Отец-морянин отшатнулся, потрясенный этим ужасным приговором. Даже его сожительница перестала покачиваться, продолжая, однако, тихо напевать.
Килю хотелось крикнуть им всем: "Я умираю, прямо здесь, перед вами, я умираю!" Но он подавил этот порыв, решив, что если уж поддаваться истерике, то лучше сделать это дома.
- Мы облечены властью, - произнес он, - принимать крайние меры, чтобы обеспечить выживание человечества в той генетической неразберихе, которую оставил нам Хесус Льюис. - Он откинулся на спинку кресла и постарался унять дрожь в руках и в голосе. - Нас глубоко огорчает необходимость отказа. Уведите вашу женщину домой. Позаботьтесь о ней...
- Но я хочу...
Вновь прозвенел гонг, заставив мужчину умолкнуть.
- Пристав! - возвысил голос Киль. - Выведите этих людей. Им будет выдана обычная компенсация. Субъект уничтожить, материалы исследования сохранить в соответствии с постановлением о жизненных формах, под-параграф В. Перерыв.
Киль поднялся и пошел мимо остальных заседателей, не удостоив их и взглядом. Протестующий голос несчастного морянина эхом звучал у него в мозгу.
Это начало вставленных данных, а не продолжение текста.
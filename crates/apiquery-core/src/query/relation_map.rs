//! Parent-to-child key maps.

use std::collections::{HashMap, HashSet};

use apiquery_proto::{Entity, EntityMap, FieldValue, Key, Value};

/// Maps parent keys to related keys for one relation of one call.
///
/// Pairs are deduplicated, so many-to-many paths that reach the same child
/// twice still attach it once.
#[derive(Debug, Default)]
pub struct RelationMap {
    children: HashMap<Key, Vec<Key>>,
    pairs: HashSet<(Key, Key)>,
    related: Vec<Key>,
    seen: HashSet<Key>,
}

impl RelationMap {
    /// Create an empty map.
    pub fn new() -> Self {
        Self::default()
    }

    /// Record that `parent` is related to `child`.
    pub fn add(&mut self, parent: Key, child: Key) {
        if !self.pairs.insert((parent.clone(), child.clone())) {
            return;
        }
        if self.seen.insert(child.clone()) {
            self.related.push(child.clone());
        }
        self.children.entry(parent).or_default().push(child);
    }

    /// Distinct related keys in first-seen order.
    pub fn related_keys(&self) -> &[Key] {
        &self.related
    }

    /// Distinct related keys as values, for an id constraint.
    pub fn related_values(&self) -> Vec<Value> {
        self.related.iter().map(Key::to_value).collect()
    }

    /// Check if no pair was recorded.
    pub fn is_empty(&self) -> bool {
        self.pairs.is_empty()
    }

    /// Attach related entities to every parent under `name`.
    ///
    /// Each parent's collection follows the order of `related`, which is the
    /// sorted order of the secondary query, and is cut to the first `limit`
    /// entries. Related keys missing from `related` (filtered out by
    /// permissions or options) are skipped. Parents without relations get an
    /// empty list.
    pub fn attach_many(
        &self,
        parents: &mut EntityMap,
        related: &EntityMap,
        name: &str,
        limit: Option<usize>,
    ) {
        let position: HashMap<&Key, usize> =
            related.keys().enumerate().map(|(i, key)| (key, i)).collect();

        parents.for_each_mut(|parent_key, parent| {
            let mut keys: Vec<(usize, &Key)> = self
                .children
                .get(parent_key)
                .into_iter()
                .flatten()
                .filter_map(|key| position.get(key).map(|pos| (*pos, key)))
                .collect();
            keys.sort_by_key(|(pos, _)| *pos);
            if let Some(limit) = limit {
                keys.truncate(limit);
            }

            let list: Vec<Entity> = keys
                .into_iter()
                .filter_map(|(_, key)| related.get(key).cloned())
                .collect();
            parent.insert(name, FieldValue::List(list));
        });
    }

    /// Attach the number of related entities to every parent under `name`.
    pub fn attach_counts(&self, parents: &mut EntityMap, related: &EntityMap, name: &str) {
        parents.for_each_mut(|parent_key, parent| {
            let count = self
                .children
                .get(parent_key)
                .into_iter()
                .flatten()
                .filter(|key| related.contains_key(key))
                .count();
            parent.insert(name, FieldValue::Count(count as u64));
        });
    }
}

#[cfg(test)]
mod tests {
    use super::*;
    use pretty_assertions::assert_eq;

    fn entities(ids: &[i64]) -> EntityMap {
        ids.iter()
            .map(|id| (Key::Int(*id), Entity::from_values([("id", Value::Int(*id))])))
            .collect()
    }

    fn list_ids(parents: &EntityMap, parent: i64, name: &str) -> Vec<i64> {
        parents
            .get(&Key::Int(parent))
            .and_then(|p| p.get(name))
            .and_then(FieldValue::as_list)
            .unwrap()
            .iter()
            .map(|e| e.value("id").and_then(Value::as_i64).unwrap())
            .collect()
    }

    #[test]
    fn test_dedup_and_related_order() {
        let mut map = RelationMap::new();
        map.add(Key::Int(1), Key::Int(20));
        map.add(Key::Int(1), Key::Int(20));
        map.add(Key::Int(2), Key::Int(10));
        map.add(Key::Int(2), Key::Int(20));

        assert_eq!(map.related_keys(), &[Key::Int(20), Key::Int(10)]);
        assert_eq!(map.related_values(), vec![Value::Int(20), Value::Int(10)]);
    }

    #[test]
    fn test_attach_many_follows_related_order_and_limit() {
        let mut map = RelationMap::new();
        for child in [30, 10, 20] {
            map.add(Key::Int(1), Key::Int(child));
        }
        let mut parents = entities(&[1, 2]);
        let related = entities(&[10, 20, 30]);

        map.attach_many(&mut parents, &related, "hosts", Some(2));
        assert_eq!(list_ids(&parents, 1, "hosts"), vec![10, 20]);
        assert_eq!(list_ids(&parents, 2, "hosts"), Vec::<i64>::new());
    }

    #[test]
    fn test_attach_counts_skips_filtered_children() {
        let mut map = RelationMap::new();
        map.add(Key::Int(1), Key::Int(10));
        map.add(Key::Int(1), Key::Int(11));
        map.add(Key::Int(3), Key::Int(12));
        let mut parents = entities(&[1, 2, 3]);
        let related = entities(&[10, 12]);

        map.attach_counts(&mut parents, &related, "hosts");
        let count = |id| {
            parents
                .get(&Key::Int(id))
                .and_then(|p| p.get("hosts"))
                .and_then(FieldValue::as_count)
        };
        assert_eq!(count(1), Some(1));
        assert_eq!(count(2), Some(0));
        assert_eq!(count(3), Some(1));
    }
}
У себя в кабинете судья откупорил фляжечку бормотухи и налил порцию. Проглотив спиртное, он вздрогнул и задержал дыхание, когда теплая прозрачная жидкость устремилась в кровоток. Киль сидел в своем специальном кресле, закрыв глаза и опустив длинный узкий подбородок на каркас, поддерживающий вес его огромной головы.
Он никогда не мог вынести смертный приговор, как сегодня, без того, чтобы не вспомнить, как сам младенцем предстал перед Комитетом по жизненным формам. Люди говорили, что он не может помнить этой сцены, но он помнил - и не фрагментарно, а целиком. Его память возвращалась во чрево, в спокойствие рождения в убогой родильной палате и к радостному пробуждению у материнской груди. И заседание комитета он помнил. Всех волновали размер его головы и длина тонкой шеи. Сможет ли суппорт компенсировать этот вес? Он и речь понимал. Слова всплыли из каких-то генетических колодцев, и хотя Киль не мог говорить, пока развитие речевого аппарата по мере роста не открыло путь заложенному в нем от рождения, он знал смысл этих слов.
- Этот ребенок уникален, - произнес тогдашний верховный судья, углубившись в медицинское заключение. - Его кишечник нуждается в периодической имплантации симбиотической рыбы-прилипалы, чтобы компенсировать недостаток желчи и пищеварительных ферментов.
И верховный судья, этакий великан на огромной скамье, посмотрел вниз, и взгляд его сосредоточился на ребенке в материнских объятиях.
- Ноги толстые и короткие. Ступня деформирована пальцы ног с одним суставом, шесть больших пальцев и шесть обычных. Туловище избыточно удлиненное, талия сужена. Лицо относительно мало, - судья откашлялся, - для такой огромной головы. - Тут он окинул взглядом мать Киля, отметив исключительно широкий таз. Явный анатомический вопрос этого человека так и остался невысказанным.